Wednesday, October 03, 2007

Blackpool

I had grown accustomed to thinking that talk of Britain's declining seaside resorts was a product of unjustified pessimism. Go to a Norfolk resort like Hunstanton or an Essex one like Frinton and you'll see no lack of visitors. I've been in Hunstanton a few times way off-season and it still seemed alive, in-season it is packed. Good, less anecdotal, evidence for this is the mushrooming value of beach huts at these resorts.

I would guess that the rising population and affluence of areas within driving distance of these resorts (the rich South of England) has been enough to offset the increasing availability of foreign holidays. There are both more people and most are combining flying to the sun with a trip in the UK. Faced with a choice between Mallorca and Norfolk consumers have chosen both.

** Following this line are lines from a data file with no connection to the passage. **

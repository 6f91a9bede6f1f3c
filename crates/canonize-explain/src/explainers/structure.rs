//! Whole-shape explainer: loop builders, literals and identifier naming

use canonize_props::idioms;
use canonize_props::{PropertyKind, PropertyValue};
use canonize_syntax::Stmt;

use super::{counted, mismatch};
use super::{literal::literal_difference, naming::naming_difference};
use crate::context::ExplainContext;
use crate::difference::{DifferenceType, PropertyDifference, TransformationHints};
use crate::error::ExplainError;
use crate::explainer::DifferenceExplainer;

/// Explains a normalized-structure mismatch by the first idiom that accounts for it
#[derive(Debug, Clone, Copy, Default)]
pub struct StructureExplainer;

type BlockPredicate = fn(&[Stmt], usize) -> bool;

const LOOP_BUILDS: [(BlockPredicate, DifferenceType, &str); 2] = [
    (
        idioms::is_accumulator_loop,
        DifferenceType::AccumulatorLoopVsComprehension,
        "candidate appends to a list in a loop; canon builds it in one expression",
    ),
    (
        idioms::is_concat_loop,
        DifferenceType::StringConcatenationVsJoin,
        "candidate concatenates strings in a loop; canon joins them",
    ),
];

fn loop_build_difference(ctx: &ExplainContext<'_>) -> Option<PropertyDifference> {
    LOOP_BUILDS.iter().find_map(|(pred, difference_type, explanation)| {
        let ours = ctx.candidate.stmt_sites(pred);
        let theirs = ctx.canon.stmt_sites(pred).len();
        let site = ours.first()?.clone();
        (ours.len() > theirs).then(|| {
            PropertyDifference::new(*difference_type, TransformationHints::Site { site })
                .with_explanation(*explanation)
                .with_details(counted(ours.len(), "loop"), counted(theirs, "loop"))
        })
    })
}

impl DifferenceExplainer for StructureExplainer {
    fn kind(&self) -> PropertyKind {
        PropertyKind::NormalizedStructure
    }

    fn name(&self) -> &'static str {
        "normalized_structure"
    }

    fn explain(
        &self,
        candidate: &PropertyValue,
        canon: &PropertyValue,
        ctx: &ExplainContext<'_>,
    ) -> Result<Option<PropertyDifference>, ExplainError> {
        if candidate.kind() != self.kind() || canon.kind() != self.kind() {
            return Err(mismatch(self.kind(), candidate, canon));
        }
        Ok(loop_build_difference(ctx)
            .or_else(|| literal_difference(ctx))
            .or_else(|| naming_difference(ctx)))
    }
}

#[cfg(test)]
mod tests {
    use super::*;
    use crate::explainers::testing::Pair;
    use canonize_contract::NamingPolicy;
    use canonize_props::idioms::Site;
    use pretty_assertions::assert_eq;

    #[test]
    fn accumulator_loop() {
        let pair = Pair::new(
            "def f(xs):\n    out = []\n    for x in xs:\n        out.append(x * 2)\n    return out\n",
            "def f(xs):\n    return [x * 2 for x in xs]\n",
        );
        let diff = pair.explain(&StructureExplainer).unwrap();
        assert_eq!(diff.difference_type, DifferenceType::AccumulatorLoopVsComprehension);
        assert_eq!(diff.hints, TransformationHints::Site { site: Site::new("f", 0) });
    }

    #[test]
    fn concatenation_loop() {
        let pair = Pair::new(
            "def f(xs):\n    s = ''\n    for x in xs:\n        s += x\n    return s\n",
            "def f(xs):\n    return ''.join(xs)\n",
        );
        let diff = pair.explain(&StructureExplainer).unwrap();
        assert_eq!(diff.difference_type, DifferenceType::StringConcatenationVsJoin);
    }

    #[test]
    fn concatenation_by_plain_assignment() {
        let pair = Pair::new(
            "def f(xs):\n    t = ''\n    for x in xs:\n        t = t + str(x)\n    return t\n",
            "def f(xs):\n    return ''.join(xs)\n",
        );
        let diff = pair.explain(&StructureExplainer).unwrap();
        assert_eq!(diff.difference_type, DifferenceType::StringConcatenationVsJoin);
        assert_eq!(diff.hints, TransformationHints::Site { site: Site::new("f", 0) });
    }

    #[test]
    fn naming_only_under_a_policy() {
        let pair = Pair::new(
            "def f(items):\n    return len(items)\n",
            "def f(arr):\n    return len(arr)\n",
        );
        assert!(pair.explain(&StructureExplainer).is_none());

        let policy = NamingPolicy::permissive();
        let ctx = pair.context().with_naming(Some(&policy));
        let diff = pair.explain_with(&StructureExplainer, &ctx).unwrap();
        assert_eq!(diff.difference_type, DifferenceType::IdentifierNaming);
    }

    #[test]
    fn unrelated_shapes_are_not_explained() {
        let pair = Pair::new(
            "def f(n):\n    while n > 1:\n        n = n // 2\n    return n\n",
            "def f(n):\n    return 1 if n > 0 else n\n",
        );
        assert!(pair.explain(&StructureExplainer).is_none());
    }
}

Blackpool, which I saw for the first time over the last few days, is rather different. It is a very sad city. There are hundreds of restaurants promising "burgers, kebabs and pizza" but almost none that offer an even moderate quality meal (the Indian restaurant Jali is a superb exception). There are some beautiful buildings left but I'd say roughly 80% of Blackpool's building stock needs almost total renovation or demolition. The famous Illuminations look cheap - like a small and rather tasteless town left their Christmas lights on. There is a strip club on the sea-front. While this might be commercially successful it suggests utter desperation for an area that, if it wants to be really successful, needs to attract families. The Winter Gardens are remarkable but seem like a relic from another age without a cultural scene to sustain them. While I was there the event being advertised at the Opera House, and the most famous name I saw in all the adverts for acts in Blackpool within the next few months, was Roy Chubby Brown.

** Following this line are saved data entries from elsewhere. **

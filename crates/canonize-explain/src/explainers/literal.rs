//! String literals that differ in spelling only

use std::sync::LazyLock;

use canonize_props::idioms::Site;
use canonize_syntax::visit::find_exprs;
use canonize_syntax::{Expr, Module};
use regex::Regex;

use crate::context::ExplainContext;
use crate::difference::{DifferenceType, PropertyDifference, TransformationHints};

/// Bracketed classes and the backslash shorthands
static CLASS_TOKEN: LazyLock<Regex> = LazyLock::new(|| {
    Regex::new(r"\[(?:\\.|[^\]\\])*\]|\\[dDwWsS]").expect("character class pattern is valid")
});

/// Text string literals of every top-level function, as `(site, value)`
fn string_literals(module: &Module) -> Vec<(Site, String)> {
    module
        .functions()
        .flat_map(|def| {
            find_exprs(&def.body, |e| matches!(e, Expr::Str(_)))
                .into_iter()
                .enumerate()
                .filter_map(move |(i, e)| match e {
                    Expr::Str(lit) if !lit.bytes => {
                        Some((Site::new(def.name.clone(), i), lit.value.clone()))
                    }
                    _ => None,
                })
        })
        .collect()
}

/// ASCII characters a class token matches, `None` if it does not compile
fn class_members(token: &str) -> Option<Vec<bool>> {
    let class = Regex::new(&format!("^(?:{token})$")).ok()?;
    Some(
        (0u8..128)
            .map(|b| class.is_match(char::from(b).encode_utf8(&mut [0; 4])))
            .collect(),
    )
}

/// Both patterns use classes at the same places around identical literal
/// text, and each differing pair of classes matches the same characters
fn is_class_variant(ours: &str, theirs: &str) -> bool {
    let classes = |s: &str| -> Vec<String> {
        CLASS_TOKEN
            .find_iter(s)
            .map(|m| m.as_str().to_string())
            .collect()
    };
    let (a, b) = (classes(ours), classes(theirs));
    if a.is_empty() || a.len() != b.len() || a == b {
        return false;
    }
    let same_layout = CLASS_TOKEN.split(ours).eq(CLASS_TOKEN.split(theirs));
    same_layout
        && a.iter().zip(&b).all(|(x, y)| {
            x == y
                || matches!(
                    (class_members(x), class_members(y)),
                    (Some(p), Some(q)) if p == q
                )
        })
}

/// First literal whose value differs between two otherwise aligned modules
pub(super) fn literal_difference(ctx: &ExplainContext<'_>) -> Option<PropertyDifference> {
    let ours = string_literals(ctx.candidate.module);
    let theirs = string_literals(ctx.canon.module);
    if ours.len() != theirs.len() {
        return None;
    }
    let (site, from, to) = ours
        .into_iter()
        .zip(theirs)
        .find_map(|((site, a), (_, b))| (a != b).then_some((site, a, b)))?;

    let (difference_type, explanation) = if is_class_variant(&from, &to) {
        (
            DifferenceType::RegexCharacterClassVariant,
            "patterns spell the same character class differently",
        )
    } else {
        (
            DifferenceType::StringLiteralVariant,
            "candidate and canon spell a string literal differently",
        )
    };
    Some(
        PropertyDifference::new(
            difference_type,
            TransformationHints::LiteralAlignment {
                site,
                from: from.clone(),
                to: to.clone(),
            },
        )
        .with_explanation(explanation)
        .with_details(format!("{from:?}"), format!("{to:?}")),
    )
}

#[cfg(test)]
mod tests {
    use super::*;
    use crate::explainers::testing::Pair;
    use pretty_assertions::assert_eq;

    #[test]
    fn class_variants() {
        assert!(is_class_variant(r"^[0-9]+$", r"^\d+$"));
        assert!(is_class_variant(r"[a-zA-Z0-9_]+", r"\w+"));
        assert!(!is_class_variant(r"^\d+$", r"^\d*$"));
        assert!(!is_class_variant("abc", "abd"));
    }

    #[test]
    fn different_character_sets_are_not_class_variants() {
        assert!(!is_class_variant("[a-z]", r"\d"));
        assert!(!is_class_variant(r"^[0-9]x$", r"^x\d$"));
        assert!(!is_class_variant("[0-9]", "[0-8]"));
        assert!(is_class_variant("[0-9][a-z]", r"\d[a-z]"));
    }

    #[test]
    fn unrelated_class_literal_is_a_plain_variant() {
        let pair = Pair::new(
            "def f(s):\n    return s.count('[a-z]')\n",
            "def f(s):\n    return s.count('\\\\d')\n",
        );
        let diff = literal_difference(&pair.context()).unwrap();
        assert_eq!(diff.difference_type, DifferenceType::StringLiteralVariant);
    }

    #[test]
    fn regex_class_literal() {
        let pair = Pair::new(
            "def f(s):\n    return re.match(r'^[0-9]+$', s)\n",
            "def f(s):\n    return re.match(r'^\\d+$', s)\n",
        );
        let diff = literal_difference(&pair.context()).unwrap();
        assert_eq!(diff.difference_type, DifferenceType::RegexCharacterClassVariant);
        assert_eq!(
            diff.hints,
            TransformationHints::LiteralAlignment {
                site: Site::new("f", 0),
                from: "^[0-9]+$".to_string(),
                to: r"^\d+$".to_string(),
            }
        );
    }

    #[test]
    fn plain_literal() {
        let pair = Pair::new(
            "def f():\n    return 'hello'\n",
            "def f():\n    return 'hi'\n",
        );
        let diff = literal_difference(&pair.context()).unwrap();
        assert_eq!(diff.difference_type, DifferenceType::StringLiteralVariant);
    }

    #[test]
    fn misaligned_literals_are_not_compared() {
        let pair = Pair::new(
            "def f():\n    return 'a' + 'b'\n",
            "def f():\n    return 'ab'\n",
        );
        assert!(literal_difference(&pair.context()).is_none());
    }
}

Next year the conference moves to Birmingham. Birmingham is less pretentious than Manchester but I actually find it far more interesting. It has an energy to its private sector and was, a few years ago when I last spent a lot of time there, going through a construction boom with shiny new hotels and towers all around. The renaissance is still overly concentrated in the city centre but that is a fairly natural place to begin. It felt far more like a second city to me than Manchester ever has. Replacing the faded glamour of Blackpool with the energetic bustle of central Birmingham would be a great symbolic change for the party. It also makes electoral sense given the number of marginal seats around the West Midlands.

I was glad I saw Blackpool. I spend most of my time in either central London or the Home Counties and it is important to see the depth of the challenges other parts of the country face. Still, I'd rather see Birmingham where the Brummies are working to overcome their city's problems than Blackpool that seems lost in hopelessness.

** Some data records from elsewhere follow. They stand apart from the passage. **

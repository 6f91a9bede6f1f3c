//! Explainer trait and registry

use std::collections::BTreeMap;
use std::fmt;

use canonize_props::{KindDistance, PropertyKind, PropertySet, PropertyValue};

use crate::context::ExplainContext;
use crate::difference::PropertyDifference;
use crate::error::ExplainError;
use crate::explainers;

/// Turns a nonzero per-property distance into a typed difference
///
/// An explainer recognizes a small closed set of idioms for its kind and
/// returns `Ok(None)` for anything else; it never reports a difference it
/// cannot tag.
pub trait DifferenceExplainer: Send + Sync {
    /// Kind this explainer serves
    fn kind(&self) -> PropertyKind;

    /// Stable name for logging
    fn name(&self) -> &'static str;

    /// Explain the mismatch between two values of [`Self::kind`]
    ///
    /// # Errors
    /// Returns [`ExplainError::KindMismatch`] when either value is of another kind
    fn explain(
        &self,
        candidate: &PropertyValue,
        canon: &PropertyValue,
        ctx: &ExplainContext<'_>,
    ) -> Result<Option<PropertyDifference>, ExplainError>;
}

/// One explainer per property kind
#[derive(Default)]
pub struct ExplainerRegistry {
    explainers: BTreeMap<PropertyKind, Box<dyn DifferenceExplainer>>,
}

impl fmt::Debug for ExplainerRegistry {
    fn fmt(&self, f: &mut fmt::Formatter<'_>) -> fmt::Result {
        f.debug_struct("ExplainerRegistry")
            .field("kinds", &self.explainers.keys().collect::<Vec<_>>())
            .finish()
    }
}

impl ExplainerRegistry {
    /// Create an empty registry
    #[inline]
    #[must_use]
    pub fn new() -> Self {
        Self::default()
    }

    /// Registry with the built-in explainer of every kind
    #[must_use]
    pub fn with_defaults() -> Self {
        let mut registry = Self::new();
        for explainer in explainers::defaults() {
            registry.register(explainer);
        }
        registry
    }

    /// Register an explainer, returning the one it replaces
    pub fn register(
        &mut self,
        explainer: Box<dyn DifferenceExplainer>,
    ) -> Option<Box<dyn DifferenceExplainer>> {
        self.explainers.insert(explainer.kind(), explainer)
    }

    /// Explainer of `kind`
    #[must_use]
    pub fn get(&self, kind: PropertyKind) -> Option<&dyn DifferenceExplainer> {
        self.explainers.get(&kind).map(AsRef::as_ref)
    }

    /// Whether `kind` has an explainer
    #[inline]
    #[must_use]
    pub fn contains(&self, kind: PropertyKind) -> bool {
        self.explainers.contains_key(&kind)
    }

    /// Number of registered explainers
    #[inline]
    #[must_use]
    pub fn len(&self) -> usize {
        self.explainers.len()
    }

    /// Whether no explainer is registered
    #[inline]
    #[must_use]
    pub fn is_empty(&self) -> bool {
        self.explainers.is_empty()
    }

    /// Explain one kind
    ///
    /// # Errors
    /// Returns error when no explainer serves `kind` or the explainer fails
    pub fn explain(
        &self,
        kind: PropertyKind,
        candidate: &PropertyValue,
        canon: &PropertyValue,
        ctx: &ExplainContext<'_>,
    ) -> Result<Option<PropertyDifference>, ExplainError> {
        let explainer = self.get(kind).ok_or(ExplainError::NoExplainer(kind))?;
        let explained = explainer.explain(candidate, canon, ctx)?;
        tracing::debug!(
            explainer = explainer.name(),
            explained = explained.as_ref().map(|d| d.difference_type.tag()),
            "explained {kind}"
        );
        Ok(explained)
    }

    /// Explain every kind with a nonzero distance
    ///
    /// Differences come back severity-descending; equal severities keep
    /// kind declaration order. Kinds without an explainer are skipped.
    ///
    /// # Errors
    /// Returns the first explainer failure
    pub fn explain_all(
        &self,
        candidate: &PropertySet,
        canon: &PropertySet,
        distances: &[KindDistance],
        ctx: &ExplainContext<'_>,
    ) -> Result<Vec<PropertyDifference>, ExplainError> {
        let mut differences = Vec::new();
        for distance in distances.iter().filter(|d| d.distance > 0.0) {
            if !self.contains(distance.kind) {
                continue;
            }
            let (Some(a), Some(b)) = (candidate.get(distance.kind), canon.get(distance.kind))
            else {
                continue;
            };
            if let Some(difference) = self.explain(distance.kind, a, b, ctx)? {
                differences.push(difference);
            }
        }
        differences.sort_by(|a, b| {
            b.severity
                .total_cmp(&a.severity)
                .then_with(|| a.kind.cmp(&b.kind))
        });
        Ok(differences)
    }
}

#[cfg(test)]
mod tests {
    use super::*;

    #[test]
    fn defaults_cover_every_kind() {
        let registry = ExplainerRegistry::with_defaults();
        assert_eq!(registry.len(), PropertyKind::COUNT);
        for kind in PropertyKind::ALL {
            let explainer = registry.get(kind).unwrap();
            assert_eq!(explainer.kind(), kind);
        }
    }

    #[test]
    fn missing_explainer_is_an_error() {
        let registry = ExplainerRegistry::new();
        let value = PropertyValue::StatementOrdering(Vec::new());
        let module = canonize_syntax::Module::default();
        let view = crate::SourceView::new("", &module);
        let ctx = ExplainContext::new(view, view);
        assert_eq!(
            registry.explain(PropertyKind::StatementOrdering, &value, &value, &ctx),
            Err(ExplainError::NoExplainer(PropertyKind::StatementOrdering))
        );
    }
}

On my last night in Blackpool I was walking from the Winter Gardens to the Jali restaurant next to the Imperial hotel where most nights at the conference ended. An old man stopped me in the street and asked when the conference would be ending. I answered that it would be in the early afternoon the following day. His response, expressed in tones that weren't quite rude, "Don't vote to come here again. Nothing but an inconvenience". He might have been a lonely groucher but I'm not sure. It seems possible to me that Blackpool's residents actually resent a rare injection of money into local businesses in desperate need of custom. Become sufficiently accustomed to failure and rare moments of success can feel like a disruption.

2 comments:

Gracchi said...

That's a really sad picture Matt. I don't know Blackpool that well but I do know that back in the fifties my dad, his mum and dad used to go on holiday there when he was a kid, its got all sorts of associations for me with his childhood. Its sad to hear about its decline- lets hope it recovers.

Dave Cole said...

I went to Blackpool for NUS Conference. The Winter Gardens could be a really nice conference venue - quite unlike any of the others - but it needs work doing to it. It looks and feels a bit shabby. Equally, the precinct around it needs work and I don't think there are enough hotels. It needs investment.